→ RECORDS TO PROCESS
· · ·

//! Per-particle displacement animation.
//!
//! Instead of handing targets to an external tweening engine, every particle
//! carries an explicit phase machine with timestamps:
//!
//! ```text
//! AtRest -> Spreading -> Returning -> AtRest      (Ordered)
//! AtRest -> Spreading -> Shrinking -> Settled     (Free)
//! ```
//!
//! A trigger during any phase replaces the in-flight motion, restarting the
//! spread from the particle's current position and size. The mode is
//! sampled at trigger time, so toggling mid-flight does not reroute
//! particles already in motion.
//!
//! All interpolation uses ease-out quadratic, and time is an explicit
//! parameter everywhere, which keeps the whole timeline steppable in tests.

use glam::{Vec2, Vec3};

use crate::field::{FieldConfig, ParticleField};
use crate::proximity::Hit;
use crate::session::InteractionMode;

/// Ease-out quadratic: fast start, gentle stop.
pub fn ease_out_quad(t: f32) -> f32 {
    let t = t.clamp(0.0, 1.0);
    1.0 - (1.0 - t) * (1.0 - t)
}

/// Observable animation phase of one particle.
#[derive(Clone, Copy, Debug, PartialEq, Eq)]
pub enum Phase {
    /// At its rest position at base size.
    AtRest,
    /// Moving outward from the pointer, size swelling.
    Spreading,
    /// Easing back to the rest position, size recovering (Ordered).
    Returning,
    /// Size recovering in place, position holds (Free).
    Shrinking,
    /// Displaced and done animating (Free).
    Settled,
}

#[derive(Clone, Copy, Debug)]
enum Motion {
    AtRest,
    Spreading {
        started: f32,
        pos_from: Vec2,
        pos_to: Vec2,
        size_from: f32,
        return_home: bool,
    },
    Returning {
        started: f32,
        pos_from: Vec2,
        size_from: f32,
    },
    Shrinking {
        started: f32,
        size_from: f32,
    },
    Settled,
}

impl Motion {
    fn phase(&self) -> Phase {
        match self {
            Motion::AtRest => Phase::AtRest,
            Motion::Spreading { .. } => Phase::Spreading,
            Motion::Returning { .. } => Phase::Returning,
            Motion::Shrinking { .. } => Phase::Shrinking,
            Motion::Settled => Phase::Settled,
        }
    }
}

/// Drives displacement and size easing for every particle in a field.
///
/// The motion vector is created with the same length as the field and the
/// two are always advanced together, so indexing never leaves bounds.
pub struct DisplacementAnimator {
    motions: Vec<Motion>,
    base_size: f32,
    enlarged_size: f32,
    spread_factor: f32,
    spread_duration: f32,
    settle_duration: f32,
}

impl DisplacementAnimator {
    /// Create an animator for a field of `len` particles, all at rest.
    pub fn new(config: &FieldConfig, len: usize) -> Self {
        Self {
            motions: vec![Motion::AtRest; len],
            base_size: config.size,
            enlarged_size: config.enlarged_size,
            spread_factor: config.spread_factor,
            spread_duration: config.spread_duration,
            settle_duration: config.settle_duration,
        }
    }

    /// Observable phase of one particle.
    pub fn phase(&self, index: usize) -> Option<Phase> {
        self.motions.get(index).map(Motion::phase)
    }

    /// Whether no particle is currently mid-animation.
    pub fn is_idle(&self) -> bool {
        self.motions
            .iter()
            .all(|m| matches!(m, Motion::AtRest | Motion::Settled))
    }

    /// Start (or restart) a spread for one affected particle at time `now`.
    ///
    /// A hit whose index lies outside the field (stale, or built against a
    /// different field) is ignored.
    pub fn trigger(&mut self, field: &ParticleField, hit: &Hit, mode: InteractionMode, now: f32) {
        let (Some(particle), Some(motion)) = (field.get(hit.index), self.motions.get_mut(hit.index))
        else {
            return;
        };
        let current = Vec2::new(particle.position.x, particle.position.y);

        *motion = Motion::Spreading {
            started: now,
            pos_from: current,
            pos_to: current + hit.direction * self.spread_factor,
            size_from: particle.size,
            return_home: mode == InteractionMode::Ordered,
        };
    }

    /// Advance every in-flight motion to time `now`, writing current
    /// positions and sizes into the field.
    ///
    /// Phase transitions are carried through within a single call, so a
    /// large step settles the whole timeline rather than stalling one phase
    /// per tick.
    pub fn advance(&mut self, field: &mut ParticleField, now: f32) {
        for (motion, particle) in self.motions.iter_mut().zip(field.particles_mut()) {
            loop {
                match *motion {
                    Motion::AtRest | Motion::Settled => break,

                    Motion::Spreading {
                        started,
                        pos_from,
                        pos_to,
                        size_from,
                        return_home,
                    } => {
                        let t = progress(now, started, self.spread_duration);
                        let k = ease_out_quad(t);
                        set_planar(particle, pos_from.lerp(pos_to, k));
                        particle.size = size_from + (self.enlarged_size - size_from) * k;

                        if t < 1.0 {
                            break;
                        }
                        let started = started + self.spread_duration;
                        *motion = if return_home {
                            Motion::Returning {
                                started,
                                pos_from: pos_to,
                                size_from: self.enlarged_size,
                            }
                        } else {
                            Motion::Shrinking {
                                started,
                                size_from: self.enlarged_size,
                            }
                        };
                    }

                    Motion::Returning {
                        started,
                        pos_from,
                        size_from,
                    } => {
                        let t = progress(now, started, self.settle_duration);
                        let k = ease_out_quad(t);
                        set_planar(particle, pos_from.lerp(particle.rest, k));
                        particle.size = size_from + (self.base_size - size_from) * k;

                        if t < 1.0 {
                            break;
                        }
                        set_planar(particle, particle.rest);
                        particle.size = self.base_size;
                        *motion = Motion::AtRest;
                    }

                    Motion::Shrinking { started, size_from } => {
                        let t = progress(now, started, self.settle_duration);
                        particle.size =
                            size_from + (self.base_size - size_from) * ease_out_quad(t);

                        if t < 1.0 {
                            break;
                        }
                        particle.size = self.base_size;
                        *motion = Motion::Settled;
                    }
                }
            }
        }
    }
}

fn set_planar(particle: &mut crate::field::Particle, planar: Vec2) {
    particle.position = Vec3::new(planar.x, planar.y, particle.position.z);
}

fn progress(now: f32, started: f32, duration: f32) -> f32 {
    if duration <= 0.0 {
        1.0
    } else {
        ((now - started) / duration).clamp(0.0, 1.0)
    }
}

· · ·

→ WORK TASK
Start to finish, restate the records above word for word.

→ ANSWER TO THIS PROBLEM
//! Per-particle displacement animation.
//!
//! Instead of handing targets to an external tweening engine, every particle
//! carries an explicit phase machine with timestamps:
//!
//! ```text
//! AtRest -> Spreading -> Returning -> AtRest      (Ordered)
//! AtRest -> Spreading -> Shrinking -> Settled     (Free)
//! ```
//!
//! A trigger during any phase replaces the in-flight motion, restarting the
//! spread from the particle's current position and size. The mode is
//! sampled at trigger time, so toggling mid-flight does not reroute
//! particles already in motion.
//!
//! All interpolation uses ease-out quadratic, and time is an explicit
//! parameter everywhere, which keeps the whole timeline steppable in tests.

use glam::{Vec2, Vec3};

use crate::field::{FieldConfig, ParticleField};
use crate::proximity::Hit;
use crate::session::InteractionMode;

/// Ease-out quadratic: fast start, gentle stop.
pub fn ease_out_quad(t: f32) -> f32 {
    let t = t.clamp(0.0, 1.0);
    1.0 - (1.0 - t) * (1.0 - t)
}

/// Observable animation phase of one particle.
#[derive(Clone, Copy, Debug, PartialEq, Eq)]
pub enum Phase {
    /// At its rest position at base size.
    AtRest,
    /// Moving outward from the pointer, size swelling.
    Spreading,
    /// Easing back to the rest position, size recovering (Ordered).
    Returning,
    /// Size recovering in place, position holds (Free).
    Shrinking,
    /// Displaced and done animating (Free).
    Settled,
}

#[derive(Clone, Copy, Debug)]
enum Motion {
    AtRest,
    Spreading {
        started: f32,
        pos_from: Vec2,
        pos_to: Vec2,
        size_from: f32,
        return_home: bool,
    },
    Returning {
        started: f32,
        pos_from: Vec2,
        size_from: f32,
    },
    Shrinking {
        started: f32,
        size_from: f32,
    },
    Settled,
}

impl Motion {
    fn phase(&self) -> Phase {
        match self {
            Motion::AtRest => Phase::AtRest,
            Motion::Spreading { .. } => Phase::Spreading,
            Motion::Returning { .. } => Phase::Returning,
            Motion::Shrinking { .. } => Phase::Shrinking,
            Motion::Settled => Phase::Settled,
        }
    }
}

/// Drives displacement and size easing for every particle in a field.
///
/// The motion vector is created with the same length as the field and the
/// two are always advanced together, so indexing never leaves bounds.
pub struct DisplacementAnimator {
    motions: Vec<Motion>,
    base_size: f32,
    enlarged_size: f32,
    spread_factor: f32,
    spread_duration: f32,
    settle_duration: f32,
}

impl DisplacementAnimator {
    /// Create an animator for a field of `len` particles, all at rest.
    pub fn new(config: &FieldConfig, len: usize) -> Self {
        Self {
            motions: vec![Motion::AtRest; len],
            base_size: config.size,
            enlarged_size: config.enlarged_size,
            spread_factor: config.spread_factor,
            spread_duration: config.spread_duration,
            settle_duration: config.settle_duration,
        }
    }

    /// Observable phase of one particle.
    pub fn phase(&self, index: usize) -> Option<Phase> {
        self.motions.get(index).map(Motion::phase)
    }

    /// Whether no particle is currently mid-animation.
    pub fn is_idle(&self) -> bool {
        self.motions
            .iter()
            .all(|m| matches!(m, Motion::AtRest | Motion::Settled))
    }

    /// Start (or restart) a spread for one affected particle at time `now`.
    ///
    /// A hit whose index lies outside the field (stale, or built against a
    /// different field) is ignored.
    pub fn trigger(&mut self, field: &ParticleField, hit: &Hit, mode: InteractionMode, now: f32) {
        let (Some(particle), Some(motion)) = (field.get(hit.index), self.motions.get_mut(hit.index))
        else {
            return;
        };
        let current = Vec2::new(particle.position.x, particle.position.y);

        *motion = Motion::Spreading {
            started: now,
            pos_from: current,
            pos_to: current + hit.direction * self.spread_factor,
            size_from: particle.size,
            return_home: mode == InteractionMode::Ordered,
        };
    }

    /// Advance every in-flight motion to time `now`, writing current
    /// positions and sizes into the field.
    ///
    /// Phase transitions are carried through within a single call, so a
    /// large step settles the whole timeline rather than stalling one phase
    /// per tick.
    pub fn advance(&mut self, field: &mut ParticleField, now: f32) {
        for (motion, particle) in self.motions.iter_mut().zip(field.particles_mut()) {
            loop {
                match *motion {
                    Motion::AtRest | Motion::Settled => break,

                    Motion::Spreading {
                        started,
                        pos_from,
                        pos_to,
                        size_from,
                        return_home,
                    } => {
                        let t = progress(now, started, self.spread_duration);
                        let k = ease_out_quad(t);
                        set_planar(particle, pos_from.lerp(pos_to, k));
                        particle.size = size_from + (self.enlarged_size - size_from) * k;

                        if t < 1.0 {
                            break;
                        }
                        let started = started + self.spread_duration;
                        *motion = if return_home {
                            Motion::Returning {
                                started,
                                pos_from: pos_to,
                                size_from: self.enlarged_size,
                            }
                        } else {
                            Motion::Shrinking {
                                started,
                                size_from: self.enlarged_size,
                            }
                        };
                    }

                    Motion::Returning {
                        started,
                        pos_from,
                        size_from,
                    } => {
                        let t = progress(now, started, self.settle_duration);
                        let k = ease_out_quad(t);
                        set_planar(particle, pos_from.lerp(particle.rest, k));
                        particle.size = size_from + (self.base_size - size_from) * k;

                        if t < 1.0 {
                            break;
                        }
                        set_planar(particle, particle.rest);
                        particle.size = self.base_size;
                        *motion = Motion::AtRest;
                    }

                    Motion::Shrinking { started, size_from } => {
                        let t = progress(now, started, self.settle_duration);
                        particle.size =
                            size_from + (self.base_size - size_from) * ease_out_quad(t);

                        if t < 1.0 {
                            break;
                        }
                        particle.size = self.base_size;
                        *motion = Motion::Settled;
                    }
                }
            }
        }
    }
}

fn set_planar(particle: &mut crate::field::Particle, planar: Vec2) {
    particle.position = Vec3::new(planar.x, planar.y, particle.position.z);
}

fn progress(now: f32, started: f32, duration: f32) -> f32 {
    if duration <= 0.0 {
        1.0
    } else {
        ((now - started) / duration).clamp(0.0, 1.0)
    }
}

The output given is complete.